With no legal alternative and no real access to drug addiction treatment for addiction, or any concrete knowledge around the subject, thousands of Americans turned to other means to satisfy their newfound craving: chief among them was heroin. For a time, heroin was solely responsible for a new and growing list of overdoses, as those who struggled to find a way to keep their addiction under control took increasingly larger doses to fight tolerance, until one day, their dosage killed them.

But when fentanyl-laced heroin became popular, the massively increased potency of the drug led to a new, longer string of overdoses and Fentanyl addiction.

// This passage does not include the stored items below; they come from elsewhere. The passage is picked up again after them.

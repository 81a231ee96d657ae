//! "Publish NuGet Package" action
//!
//! Assembles the fixed-order `push` argument list and delegates to the
//! process-execution service. Success is determined solely by the external
//! client's exit status; no output parsing happens here.

use crate::core::config::PushConfig;
use crate::core::error::ActionError;
use crate::core::traits::{Action, ExecutionContext};
use async_trait::async_trait;
use secrecy::ExposeSecret;

const ACTION_NAME: &str = "Publish NuGet Package";

/// Publishes a package to a NuGet feed using the external client.
#[derive(Debug)]
pub struct PushPackageAction {
    config: PushConfig,
}

impl PushPackageAction {
    pub fn new(config: PushConfig) -> Self {
        Self { config }
    }

    pub fn config(&self) -> &PushConfig {
        &self.config
    }

    /// Build the argument list for `push`.
    ///
    /// Order is fixed and significant: quoted package path, quoted API key
    /// when present, `-source "<url>"` when present. Quoting is literal
    /// double-quote wrapping; embedded quotes are not escaped. That matches
    /// what downstream feeds have always received, so it is preserved as-is
    /// rather than fixed (see DESIGN.md).
    pub fn push_arguments(&self) -> Vec<String> {
        let mut args = vec![format!("\"{}\"", self.config.package_path)];

        if let Some(api_key) = &self.config.api_key {
            let key = api_key.expose_secret();
            if !key.is_empty() {
                args.push(format!("\"{}\"", key));
            }
        }

        if let Some(server_url) = &self.config.server_url
            && !server_url.is_empty()
        {
            args.push(format!("-source \"{}\"", server_url));
        }

        args
    }

    /// The same argument list with the API key replaced for log output.
    fn redacted_arguments(&self) -> Vec<String> {
        let mut args = self.push_arguments();
        if let Some(api_key) = &self.config.api_key
            && !api_key.expose_secret().is_empty()
        {
            args[1] = "\"****\"".to_string();
        }
        args
    }
}

#[async_trait]
impl Action for PushPackageAction {
    fn name(&self) -> &str {
        ACTION_NAME
    }

    fn describe(&self) -> String {
        format!("Publish {} to NuGet", self.config.package_path)
    }

    async fn execute(&self, ctx: &ExecutionContext) -> Result<(), ActionError> {
        let args = self.push_arguments();

        ctx.logger
            .log_debug(&format!("push {}", self.redacted_arguments().join(" ")));
        ctx.logger
            .log_information(&format!("Publishing {}...", self.config.package_path));

        let output = ctx.executor.run("push", &args).await?;

        if !output.success() {
            if !output.stderr.is_empty() {
                ctx.logger.log_error(output.stderr.trim_end());
            }
            return Err(ActionError::ExitStatus {
                command: "push".to_string(),
                code: output.exit_code,
            });
        }

        ctx.logger.log_information("Package published.");
        Ok(())
    }
}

There is no simple solution to Fentanyl addiction – not now, decades after the problem has grown and evolved. But there are measures we can all take to slow, and eventually stop the problem, and they start with education and awareness. No one wants to die from an overdose, and no one wants their life to turn into an endless cycle of withdrawal and blurry euphoria. People need to understand that there are ways to find help for Fentanyl addiction, and that they work. A Los Angeles sober living is a good place to recovery from addiction.

Despite the growth in Fentanyl addiction overdoses over the past few years, a miniscule percentage of Americans actively seek treatment for their Fentanyl addiction or other drug addictions. Healthcare costs are partially to blame, making treatment often unfeasible for those in low-income households. In many other cases, the shame and stigma attached to addiction deters people from admitting their Fentanyl addiction problem and seeking help. But through friends, family, and community leadership, drug addiction can be tackled in a constructive way to lead to less deaths and better recovery.